**THE TASK:** For each line below with the word "tasks", write out a copy.

**TASK DATA:**
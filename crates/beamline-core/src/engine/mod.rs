//! # Engine Module
//!
//! This module implements the placement resolver behind
//! [`PlacementSequence`](crate::sequences::placement::PlacementSequence).
//!
//! ## Overview
//!
//! Placing an element turns a partial set of hints (entry, center, exit, an `at`
//! alias and an optional `following` reference) into three mutually consistent
//! positions. The derivation is repeated until it reaches a fixed point, under an
//! explicit iteration cap so that pathological hints fail instead of looping.
//! Expansion then walks the placed records with a running cursor and inserts drift
//! fillers wherever a gap exceeds the configured epsilon.
//!
//! ## Architecture
//!
//! - **Configuration** ([`config`]) - Reference placement, attribute keys, iteration cap and epsilon
//! - **Context** ([`context`]) - Read-only view of the sequence handed to each task
//! - **Tasks** ([`tasks`]) - The resolution and expansion passes
//! - **Error Handling** ([`error`]) - Sequence-level failures naming the sequence and element

pub mod config;
pub mod context;
pub mod error;
pub mod tasks;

**SOLVED PROBLEM:**
//! - **Tasks** ([`tasks`]) - The resolution and expansion passes
pub mod tasks;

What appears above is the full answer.